No, it's purely a US-only thing, at least at the moment. My womenfolk would be seriously unimpressed. They use perfume only occasionally and the only one that uses (or even owns) makeup in No.1 daughter and then only for her part-time job as a multilingual hostess at the Basel Mustermesse. I'm very happy, it's expensive stuff (except the perfume, which I can get at a knock-down price in the Company shop).
 
julian2002 said:
tones,
i've got this great idea for scented underpants so that whenever you guff your emmisions are turned from honking 3 day old vindaloo to vanilla or wild berry. there would be a little pouch that could take a scent cartridge to replenish / change the scent... d'you think its a runner?
cheers


julian

With that scenario, Julian, it sounds more as if you're the runner! If you can bring that trick off, you can sign your own ticket with any of the big fragrance houses. Just think of what you'd need:

1. Sensor in the you-know-where to inform the underpants that (a) an, er, emission is about to take place, (b) the nature of this emission, and (c) hopefully the intensity and ETA of the emission.

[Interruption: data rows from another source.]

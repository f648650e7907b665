//! MongoDB client and typed collections
//!
//! Each schema declares its own indexes, created when the collection is
//! opened. Reads only ever see live documents; deletion is a metadata flag
//! unless a caller asks for a hard delete.

use bson::{doc, DateTime, Document};
use mongodb::{
    options::{IndexOptions, UpdateModifications},
    results::UpdateResult,
    Client, Collection, IndexModel,
};
use serde::{de::DeserializeOwned, Serialize};
use tracing::{error, info};

use crate::db::schemas::Metadata;
use crate::types::StorageError;

/// Server selection and connect timeout, so an unreachable server fails fast
const CONNECT_TIMEOUT_MS: u32 = 3000;

/// Schemas that declare their indexes
pub trait IntoIndexes {
    fn into_indices() -> Vec<(Document, Option<IndexOptions>)>;
}

/// Schemas carrying [`Metadata`]
pub trait MutMetadata {
    fn mut_metadata(&mut self) -> &mut Metadata;
}

/// Bounds shared by every stored schema
pub trait Schema:
    Serialize + DeserializeOwned + Unpin + Send + Sync + IntoIndexes + MutMetadata
{
}

impl<T> Schema for T where
    T: Serialize + DeserializeOwned + Unpin + Send + Sync + IntoIndexes + MutMetadata
{
}

fn db_error(context: &str, e: impl std::fmt::Display) -> StorageError {
    StorageError::Database(format!("{context}: {e}"))
}

fn with_timeouts(uri: &str) -> String {
    let sep = if uri.contains('?') { '&' } else { '?' };
    format!(
        "{uri}{sep}serverSelectionTimeoutMS={CONNECT_TIMEOUT_MS}&connectTimeoutMS={CONNECT_TIMEOUT_MS}"
    )
}

/// Restrict a filter to documents that are not soft-deleted
fn live(mut filter: Document) -> Document {
    filter.insert("metadata.is_deleted", doc! { "$ne": true });
    filter
}

#[derive(Clone)]
pub struct MongoClient {
    client: Client,
    db_name: String,
}

impl MongoClient {
    /// Connect and ping; any failure is reported as `Unavailable`
    pub async fn new(uri: &str, db_name: &str) -> Result<Self, StorageError> {
        info!(uri = uri, db = db_name, "Connecting to MongoDB");

        let client = Client::with_uri_str(with_timeouts(uri))
            .await
            .map_err(|e| StorageError::Unavailable(format!("Failed to connect to MongoDB: {e}")))?;

        client
            .database(db_name)
            .run_command(doc! { "ping": 1 })
            .await
            .map_err(|e| StorageError::Unavailable(format!("MongoDB ping failed: {e}")))?;

        info!(db = db_name, "MongoDB connected");
        Ok(Self {
            client,
            db_name: db_name.to_string(),
        })
    }

    /// Open a collection and make sure its indexes exist
    pub async fn collection<T: Schema>(&self, name: &str) -> Result<MongoCollection<T>, StorageError> {
        let collection = MongoCollection {
            inner: self.client.database(&self.db_name).collection::<T>(name),
        };
        collection.ensure_indexes().await?;
        Ok(collection)
    }
}

#[derive(Debug, Clone)]
pub struct MongoCollection<T: Send + Sync> {
    inner: Collection<T>,
}

impl<T: Schema> MongoCollection<T> {
    async fn ensure_indexes(&self) -> Result<(), StorageError> {
        let models: Vec<IndexModel> = T::into_indices()
            .into_iter()
            .map(|(keys, opts)| IndexModel::builder().keys(keys).options(opts).build())
            .collect();
        if models.is_empty() {
            return Ok(());
        }

        self.inner
            .create_indexes(models)
            .await
            .map_err(|e| db_error("Failed to create indexes", e))?;
        Ok(())
    }

    /// Insert a document. A preset `created_at` is kept.
    pub async fn insert_one(&self, mut item: T) -> Result<(), StorageError> {
        let now = DateTime::now();
        let metadata = item.mut_metadata();
        metadata.is_deleted = false;
        metadata.created_at.get_or_insert(now);
        metadata.updated_at = Some(now);

        self.inner
            .insert_one(item)
            .await
            .map_err(|e| db_error("Insert failed", e))?;
        Ok(())
    }

    pub async fn find_one(&self, filter: Document) -> Result<Option<T>, StorageError> {
        self.inner
            .find_one(live(filter))
            .await
            .map_err(|e| db_error("Find failed", e))
    }

    /// All live documents matching `filter`.
    ///
    /// A document that fails to decode fails the read; dropping it would hand
    /// the resolver a partial list.
    pub async fn find_many(&self, filter: Document) -> Result<Vec<T>, StorageError> {
        use futures_util::TryStreamExt;

        let cursor = self
            .inner
            .find(live(filter))
            .await
            .map_err(|e| db_error("Find failed", e))?;

        cursor.try_collect().await.map_err(|e| {
            error!(error = %e, "Failed to decode document");
            StorageError::Serialization(e.to_string())
        })
    }

    pub async fn update_one(
        &self,
        filter: Document,
        update: impl Into<UpdateModifications>,
    ) -> Result<UpdateResult, StorageError> {
        self.inner
            .update_one(filter, update.into())
            .await
            .map_err(|e| db_error("Update failed", e))
    }

    /// Update, inserting when nothing matches
    pub async fn upsert_one(
        &self,
        filter: Document,
        update: impl Into<UpdateModifications>,
    ) -> Result<UpdateResult, StorageError> {
        self.inner
            .update_one(filter, update.into())
            .upsert(true)
            .await
            .map_err(|e| db_error("Upsert failed", e))
    }

    /// Flag live matches as deleted
    pub async fn soft_delete(&self, filter: Document) -> Result<UpdateResult, StorageError> {
        let now = DateTime::now();
        let update = doc! {
            "$set": {
                "metadata.is_deleted": true,
                "metadata.deleted_at": now,
                "metadata.updated_at": now,
            }
        };
        self.update_one(live(filter), update).await
    }

    /// Hard delete, for records with no history worth keeping
    pub async fn delete_many(&self, filter: Document) -> Result<u64, StorageError> {
        self.inner
            .delete_many(filter)
            .await
            .map(|r| r.deleted_count)
            .map_err(|e| db_error("Delete failed", e))
    }
}
//! Authorization for subscriber content
//!
//! Provides:
//! - The identity shape handed in by the host application
//! - Effective plan resolution with admin plan simulation
//! - Item and feature access evaluation

pub mod access;
pub mod identity;
pub mod simulation;

pub use access::{admin_bypass, can_access, required_tier_for, upgrade_hint};
pub use identity::Identity;
pub use simulation::{EffectivePlan, MemorySessionStore, PlanSimulator, SessionStore};
//! Fixed catalog - the curated, code-defined activity list
//!
//! Ids and metadata here are immutable. Administrators can only change an
//! item's access URL and active flag, through overrides in the catalog store.

use crate::catalog::item::{ContentItem, ContentKind, Origin};
use crate::plan::{PlanSet, PlanTier};

/// A curated catalog entry with its defaults
#[derive(Debug, Clone, PartialEq)]
pub struct FixedItem {
    pub id: String,
    pub kind: ContentKind,
    pub title: String,
    pub description: String,
    pub media_ref: Option<String>,
    pub default_access_url: String,
    pub category: String,
    pub age_range: Option<String>,
    pub available_plans: PlanSet,
    pub order: u32,
}

impl FixedItem {
    /// Materialize with the given resolved access URL and active flag
    pub fn to_content_item(&self, access_url: String, active: bool) -> ContentItem {
        ContentItem {
            id: self.id.clone(),
            kind: self.kind,
            title: self.title.clone(),
            description: self.description.clone(),
            media_ref: self.media_ref.clone(),
            access_url,
            category: self.category.clone(),
            age_range: self.age_range.clone(),
            available_plans: self.available_plans,
            origin: Origin::Fixed,
            active,
            order: Some(self.order),
            created_at: None,
        }
    }
}

struct Seed {
    id: &'static str,
    title: &'static str,
    description: &'static str,
    media: &'static str,
    url: &'static str,
    category: &'static str,
    ages: &'static str,
    from: PlanTier,
    order: u32,
}

const SEEDS: &[Seed] = &[
    Seed {
        id: "phonics",
        title: "Phonics Adventure",
        description: "Letter sounds and first blends through picture matching.",
        media: "activities/phonics.webp",
        url: "https://materials.plangate.app/activities/phonics.pdf",
        category: "literacy",
        ages: "4-6",
        from: PlanTier::Essential,
        order: 1,
    },
    Seed {
        id: "counting-garden",
        title: "Counting Garden",
        description: "Count, sort and compare quantities up to twenty.",
        media: "activities/counting-garden.webp",
        url: "https://materials.plangate.app/activities/counting-garden.pdf",
        category: "math",
        ages: "3-5",
        from: PlanTier::Demo,
        order: 2,
    },
    Seed {
        id: "tracing-lines",
        title: "Tracing Lines",
        description: "Fine motor warm-ups: straight, curved and zigzag strokes.",
        media: "activities/tracing-lines.webp",
        url: "https://materials.plangate.app/activities/tracing-lines.pdf",
        category: "motor-skills",
        ages: "3-5",
        from: PlanTier::Essential,
        order: 3,
    },
    Seed {
        id: "syllable-train",
        title: "Syllable Train",
        description: "Clap, split and rebuild words one syllable at a time.",
        media: "activities/syllable-train.webp",
        url: "https://materials.plangate.app/activities/syllable-train.pdf",
        category: "literacy",
        ages: "5-7",
        from: PlanTier::Essential,
        order: 4,
    },
    Seed {
        id: "shapes-hunt",
        title: "Shapes Hunt",
        description: "Find and name shapes hidden in everyday scenes.",
        media: "activities/shapes-hunt.webp",
        url: "https://materials.plangate.app/activities/shapes-hunt.pdf",
        category: "math",
        ages: "4-6",
        from: PlanTier::Growth,
        order: 5,
    },
    Seed {
        id: "feelings-wheel",
        title: "Feelings Wheel",
        description: "Name emotions and talk about what causes them.",
        media: "activities/feelings-wheel.webp",
        url: "https://materials.plangate.app/activities/feelings-wheel.pdf",
        category: "social-emotional",
        ages: "4-8",
        from: PlanTier::Growth,
        order: 6,
    },
    Seed {
        id: "story-sequencing",
        title: "Story Sequencing",
        description: "Put story cards in order and retell the plot.",
        media: "activities/story-sequencing.webp",
        url: "https://materials.plangate.app/activities/story-sequencing.pdf",
        category: "literacy",
        ages: "5-8",
        from: PlanTier::Growth,
        order: 7,
    },
    Seed {
        id: "math-mazes",
        title: "Math Mazes",
        description: "Solve additions and subtractions to find the way out.",
        media: "activities/math-mazes.webp",
        url: "https://materials.plangate.app/activities/math-mazes.pdf",
        category: "math",
        ages: "6-8",
        from: PlanTier::Prime,
        order: 8,
    },
];

/// Immutable fixed catalog, kept sorted by `order`
#[derive(Debug, Clone, Default)]
pub struct FixedCatalog {
    items: Vec<FixedItem>,
}

impl FixedCatalog {
    pub fn new(mut items: Vec<FixedItem>) -> Self {
        items.sort_by_key(|item| item.order);
        Self { items }
    }

    /// The catalog shipped with the application
    pub fn builtin() -> Self {
        let items = SEEDS
            .iter()
            .map(|seed| FixedItem {
                id: seed.id.to_string(),
                kind: ContentKind::Activities,
                title: seed.title.to_string(),
                description: seed.description.to_string(),
                media_ref: Some(seed.media.to_string()),
                default_access_url: seed.url.to_string(),
                category: seed.category.to_string(),
                age_range: Some(seed.ages.to_string()),
                available_plans: PlanSet::at_least(seed.from),
                order: seed.order,
            })
            .collect();
        Self::new(items)
    }

    /// Items of one kind in ascending `order`
    pub fn items(&self, kind: ContentKind) -> impl Iterator<Item = &FixedItem> {
        self.items.iter().filter(move |item| item.kind == kind)
    }

    pub fn get(&self, id: &str) -> Option<&FixedItem> {
        self.items.iter().find(|item| item.id == id)
    }

    pub fn contains(&self, id: &str) -> bool {
        self.get(id).is_some()
    }

    pub fn len(&self) -> usize {
        self.items.len()
    }

    pub fn is_empty(&self) -> bool {
        self.items.is_empty()
    }
}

2. A receiver in the underpants linked to a chemical store and dispenser, plus a computer to control it all ("Three day-old vindaloo? To be camouflaged as vanilla? Righty-ho! we'll need a% of Ingredient 1, b% Ing.3, etc.etc.". Select and inject to plenum chamber").

3. Injection apparatus to fire at ETA into the underpants, directly into the path of the onrushing, er, wind.

I have a suspicion that, in your final version, you'll look like Wallace in "The Wrong Trousers".